_Required work_: Scan the entries for "NotFound". Every line that holds it is to be copied.

_Recorded data_:
//! Transcode job and per-rendition task state machines.

use std::path::PathBuf;

use chrono::{DateTime, Utc};
use serde::Serialize;

use crate::rendition::RenditionSpec;
use crate::source_id::SourceId;

/// State of one rendition encode.
///
/// Transitions are monotonic: `Pending → Running → {Succeeded, Failed}`.
/// A terminal task never re-enters `Running`.
#[derive(Debug, Clone, Copy, PartialEq, Eq, Hash, Serialize, Default)]
#[serde(rename_all = "snake_case")]
pub enum TaskState {
    /// Waiting for a worker slot
    #[default]
    Pending,
    /// Encode in progress
    Running,
    /// Output file written
    Succeeded,
    /// Encode failed; no usable output
    Failed,
}

impl TaskState {
    pub fn as_str(&self) -> &'static str {
        match self {
            TaskState::Pending => "pending",
            TaskState::Running => "running",
            TaskState::Succeeded => "succeeded",
            TaskState::Failed => "failed",
        }
    }

    pub fn is_terminal(&self) -> bool {
        matches!(self, TaskState::Succeeded | TaskState::Failed)
    }

    /// Whether a transition from `self` to `next` is allowed.
    pub fn can_transition_to(&self, next: TaskState) -> bool {
        matches!(
            (self, next),
            (TaskState::Pending, TaskState::Running)
                | (TaskState::Running, TaskState::Succeeded)
                | (TaskState::Running, TaskState::Failed)
        )
    }
}

impl std::fmt::Display for TaskState {
    fn fmt(&self, f: &mut std::fmt::Formatter<'_>) -> std::fmt::Result {
        write!(f, "{}", self.as_str())
    }
}

/// One rendition encode within a job.
#[derive(Debug, Clone)]
pub struct RenditionTask {
    /// The target rendition
    pub spec: &'static RenditionSpec,
    /// Where the encoded file is written
    pub output_path: PathBuf,
    /// Current state
    pub state: TaskState,
    /// Error detail once `Failed`
    pub error: Option<String>,
}

impl RenditionTask {
    pub fn new(spec: &'static RenditionSpec, output_path: PathBuf) -> Self {
        Self {
            spec,
            output_path,
            state: TaskState::Pending,
            error: None,
        }
    }
}

/// The unit of work representing "transcode this source into all
/// configured renditions".
///
/// Owned exclusively by the scheduler for its lifetime; there is no
/// persisted job record.
#[derive(Debug, Clone)]
pub struct TranscodeJob {
    pub source_id: SourceId,
    pub input_path: PathBuf,
    pub created_at: DateTime<Utc>,
    pub renditions: Vec<RenditionTask>,
}

impl TranscodeJob {
    /// Build a job with one task per ladder entry. `output_path_for`
    /// maps a rendition to its deterministic output location.
    pub fn new<F>(source_id: SourceId, input_path: PathBuf, output_path_for: F) -> Self
    where
        F: Fn(&'static RenditionSpec) -> PathBuf,
    {
        let renditions = RenditionSpec::ladder()
            .iter()
            .map(|spec| RenditionTask::new(spec, output_path_for(spec)))
            .collect();

        Self {
            source_id,
            input_path,
            created_at: Utc::now(),
            renditions,
        }
    }
}

#[cfg(test)]
mod tests {
    use super::*;

    #[test]
    fn state_transitions_are_monotonic() {
        assert!(TaskState::Pending.can_transition_to(TaskState::Running));
        assert!(TaskState::Running.can_transition_to(TaskState::Succeeded));
        assert!(TaskState::Running.can_transition_to(TaskState::Failed));

        // No terminal state re-enters Running, no skipping Pending->terminal.
        assert!(!TaskState::Succeeded.can_transition_to(TaskState::Running));
        assert!(!TaskState::Failed.can_transition_to(TaskState::Running));
        assert!(!TaskState::Pending.can_transition_to(TaskState::Succeeded));
        assert!(!TaskState::Pending.can_transition_to(TaskState::Failed));
        assert!(!TaskState::Succeeded.can_transition_to(TaskState::Failed));
    }

    #[test]
    fn terminal_states() {
        assert!(!TaskState::Pending.is_terminal());
        assert!(!TaskState::Running.is_terminal());
        assert!(TaskState::Succeeded.is_terminal());
        assert!(TaskState::Failed.is_terminal());
    }

    #[test]
    fn job_has_one_task_per_ladder_entry() {
        let id = SourceId::generate();
        let job = TranscodeJob::new(id.clone(), PathBuf::from("/tmp/in.mp4"), |spec| {
            PathBuf::from("/videos").join(spec.output_filename(&id))
        });

        assert_eq!(job.renditions.len(), RenditionSpec::ladder().len());
        for task in &job.renditions {
            assert_eq!(task.state, TaskState::Pending);
            assert!(task.error.is_none());
        }

        let mut paths: Vec<_> = job.renditions.iter().map(|t| t.output_path.clone()).collect();
        paths.sort();
        paths.dedup();
        assert_eq!(paths.len(), job.renditions.len());
    }
}
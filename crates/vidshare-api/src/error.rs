//! API error types.

use axum::http::StatusCode;
use axum::response::{IntoResponse, Response};
use axum::Json;
use serde::Serialize;
use thiserror::Error;

use vidshare_models::InvalidSourceId;

pub type ApiResult<T> = Result<T, ApiError>;

#[derive(Debug, Error)]
pub enum ApiError {
    #[error("Not found: {0}")]
    NotFound(String),

    #[error("Bad request: {0}")]
    BadRequest(String),

    #[error("Internal error: {0}")]
    Internal(String),

    #[error(transparent)]
    InvalidId(#[from] InvalidSourceId),

    #[error("Storage error: {0}")]
    Storage(#[from] vidshare_storage::StorageError),

    #[error("Scheduler error: {0}")]
    Scheduler(#[from] vidshare_scheduler::SchedulerError),
}

impl ApiError {
    pub fn not_found(msg: impl Into<String>) -> Self {
        Self::NotFound(msg.into())
    }

    pub fn bad_request(msg: impl Into<String>) -> Self {
        Self::BadRequest(msg.into())
    }

    pub fn internal(msg: impl Into<String>) -> Self {
        Self::Internal(msg.into())
    }

    fn status_code(&self) -> StatusCode {
        match self {
            ApiError::NotFound(_) => StatusCode::NOT_FOUND,
            ApiError::BadRequest(_) | ApiError::InvalidId(_) => StatusCode::BAD_REQUEST,
            ApiError::Scheduler(_) => StatusCode::SERVICE_UNAVAILABLE,
            ApiError::Internal(_) | ApiError::Storage(_) => StatusCode::INTERNAL_SERVER_ERROR,
        }
    }
}

#[derive(Serialize)]
struct ErrorResponse {
    detail: String,
}

impl IntoResponse for ApiError {
    fn into_response(self) -> Response {
        let status = self.status_code();
        let body = ErrorResponse {
            detail: self.to_string(),
        };
        (status, Json(body)).into_response()
    }
}
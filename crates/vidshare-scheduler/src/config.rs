//! Scheduler configuration.

use std::time::Duration;

/// Scheduler configuration.
#[derive(Debug, Clone)]
pub struct SchedulerConfig {
    /// Maximum simultaneously-running encodes across all jobs
    pub max_concurrent_encodes: usize,
    /// Wall-clock limit for a single encode
    pub encode_timeout: Duration,
    /// How long shutdown waits for in-flight encodes to drain
    pub shutdown_timeout: Duration,
}

impl Default for SchedulerConfig {
    fn default() -> Self {
        Self {
            max_concurrent_encodes: 4,
            encode_timeout: Duration::from_secs(3600), // 1 hour
            shutdown_timeout: Duration::from_secs(30),
        }
    }
}

impl SchedulerConfig {
    /// Create config from environment variables.
    pub fn from_env() -> Self {
        Self {
            max_concurrent_encodes: std::env::var("TRANSCODE_MAX_CONCURRENT")
                .ok()
                .and_then(|s| s.parse().ok())
                .unwrap_or(4),
            encode_timeout: Duration::from_secs(
                std::env::var("TRANSCODE_ENCODE_TIMEOUT_SECS")
                    .ok()
                    .and_then(|s| s.parse().ok())
                    .unwrap_or(3600),
            ),
            shutdown_timeout: Duration::from_secs(
                std::env::var("TRANSCODE_SHUTDOWN_TIMEOUT_SECS")
                    .ok()
                    .and_then(|s| s.parse().ok())
                    .unwrap_or(30),
            ),
        }
    }
}
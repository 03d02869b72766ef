//! Playback and video management handlers.

use axum::body::Body;
use axum::extract::{Path, Query, State};
use axum::http::{header, StatusCode};
use axum::response::Response;
use axum::Json;
use serde::{Deserialize, Serialize};
use tokio_util::io::ReaderStream;

use vidshare_models::{RenditionSpec, SourceId, TaskState};
use vidshare_scheduler::JobStatus;

use crate::error::{ApiError, ApiResult};
use crate::state::AppState;

/// Playback query params.
#[derive(Deserialize)]
pub struct PlaybackQuery {
    /// Rendition name; defaults to the highest quality.
    pub rendition: Option<String>,
}

/// Resolve and stream one rendition of a video.
///
/// Availability is decided per requested rendition, not by the default
/// file alone, so a viewer asking for "low" can still play it when the
/// high-quality encode failed.
pub async fn get_video(
    State(state): State<AppState>,
    Path(id): Path<String>,
    Query(query): Query<PlaybackQuery>,
) -> ApiResult<Response> {
    let source_id = SourceId::parse(&id)?;

    let spec = match query.rendition.as_deref() {
        None => RenditionSpec::default_rendition(),
        Some(name) => RenditionSpec::by_name(name)
            .ok_or_else(|| ApiError::bad_request(format!("unknown rendition '{name}'")))?,
    };

    let path = state.store.output_path(&source_id, spec);
    let file = tokio::fs::File::open(&path)
        .await
        .map_err(|_| ApiError::not_found("rendition not available"))?;
    let len = file.metadata().await.map(|m| m.len()).ok();

    let stream = ReaderStream::new(file);
    let mut response = Response::builder()
        .status(StatusCode::OK)
        .header(header::CONTENT_TYPE, "video/mp4");
    if let Some(len) = len {
        response = response.header(header::CONTENT_LENGTH, len);
    }

    response
        .body(Body::from_stream(stream))
        .map_err(|e| ApiError::internal(e.to_string()))
}

/// Per-rendition status entry.
#[derive(Serialize)]
pub struct RenditionStatus {
    pub rendition: String,
    pub state: TaskState,
    pub available: bool,
    #[serde(skip_serializing_if = "Option::is_none")]
    pub error: Option<String>,
}

/// Job status response.
#[derive(Serialize)]
pub struct StatusResponse {
    pub id: String,
    pub complete: bool,
    pub renditions: Vec<RenditionStatus>,
}

/// Report per-rendition transcode status for a source.
///
/// Uses the scheduler's registry when the job is known to this process;
/// after a restart the registry is empty, so availability falls back to
/// probing the rendition files on disk.
pub async fn get_video_status(
    State(state): State<AppState>,
    Path(id): Path<String>,
) -> ApiResult<Json<StatusResponse>> {
    let source_id = SourceId::parse(&id)?;

    if let Some(status) = state.scheduler.registry().get(&source_id).await {
        return Ok(Json(registry_status(&state, &source_id, status)));
    }

    // Unknown to the registry: report what the filesystem has.
    let renditions: Vec<RenditionStatus> = RenditionSpec::ladder()
        .iter()
        .map(|spec| {
            let available = state.store.rendition_available(&source_id, spec);
            RenditionStatus {
                rendition: spec.name.to_string(),
                state: if available {
                    TaskState::Succeeded
                } else {
                    TaskState::Failed
                },
                available,
                error: None,
            }
        })
        .collect();

    if renditions.iter().all(|r| !r.available) {
        return Err(ApiError::not_found("unknown video"));
    }

    Ok(Json(StatusResponse {
        id: source_id.to_string(),
        complete: true,
        renditions,
    }))
}

fn registry_status(state: &AppState, source_id: &SourceId, status: JobStatus) -> StatusResponse {
    let renditions = status
        .tasks
        .iter()
        .map(|task| {
            let available = RenditionSpec::by_name(&task.rendition)
                .map(|spec| state.store.rendition_available(source_id, spec))
                .unwrap_or(false);
            RenditionStatus {
                rendition: task.rendition.clone(),
                state: task.state,
                available,
                error: task.error.clone(),
            }
        })
        .collect();

    StatusResponse {
        id: source_id.to_string(),
        complete: status.is_complete(),
        renditions,
    }
}

/// Video listing response.
#[derive(Serialize)]
pub struct ListVideosResponse {
    pub videos: Vec<String>,
}

/// List sources with an available default rendition.
pub async fn list_videos(State(state): State<AppState>) -> ApiResult<Json<ListVideosResponse>> {
    let videos = state
        .store
        .list_available()
        .await?
        .into_iter()
        .map(|id| id.to_string())
        .collect();
    Ok(Json(ListVideosResponse { videos }))
}

/// Delete response.
#[derive(Serialize)]
pub struct DeleteVideoResponse {
    pub success: bool,
    pub id: String,
    pub files_deleted: u32,
}

/// Delete a source's upload, renditions, and status record.
///
/// A job known only to the registry (submitted, nothing on disk yet)
/// still counts as existing: its record is dropped and the delete
/// succeeds rather than 404ing after silently discarding the status.
pub async fn delete_video(
    State(state): State<AppState>,
    Path(id): Path<String>,
) -> ApiResult<Json<DeleteVideoResponse>> {
    let source_id = SourceId::parse(&id)?;

    let files_deleted = state.store.delete_source(&source_id).await?;
    let had_record = state
        .scheduler
        .registry()
        .remove(&source_id)
        .await
        .is_some();

    if files_deleted == 0 && !had_record {
        return Err(ApiError::not_found("unknown video"));
    }

    Ok(Json(DeleteVideoResponse {
        success: true,
        id: source_id.to_string(),
        files_deleted,
    }))
}
//! Health check handlers.

use axum::extract::State;
use axum::Json;
use chrono::Utc;
use serde::Serialize;

use crate::state::AppState;

/// Health response.
#[derive(Serialize)]
pub struct HealthResponse {
    pub status: String,
    pub version: String,
    pub timestamp: String,
}

/// Health check endpoint.
pub async fn health() -> Json<HealthResponse> {
    Json(HealthResponse {
        status: "healthy".to_string(),
        version: env!("CARGO_PKG_VERSION").to_string(),
        timestamp: Utc::now().to_rfc3339(),
    })
}

/// Readiness check endpoint: storage directories and the encoder binary
/// must be present before accepting uploads.
pub async fn ready(State(state): State<AppState>) -> Json<serde_json::Value> {
    let storage_ready = state.store.upload_dir().is_dir() && state.store.video_dir().is_dir();
    let ffmpeg_ready = vidshare_media::check_ffmpeg().is_ok();

    Json(serde_json::json!({
        "status": if storage_ready && ffmpeg_ready { "ready" } else { "not_ready" },
        "storage": storage_ready,
        "ffmpeg": ffmpeg_ready,
    }))
}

_Task response_:
    NotFound(String),
        Self::NotFound(msg.into())
            ApiError::NotFound(_) => StatusCode::NOT_FOUND,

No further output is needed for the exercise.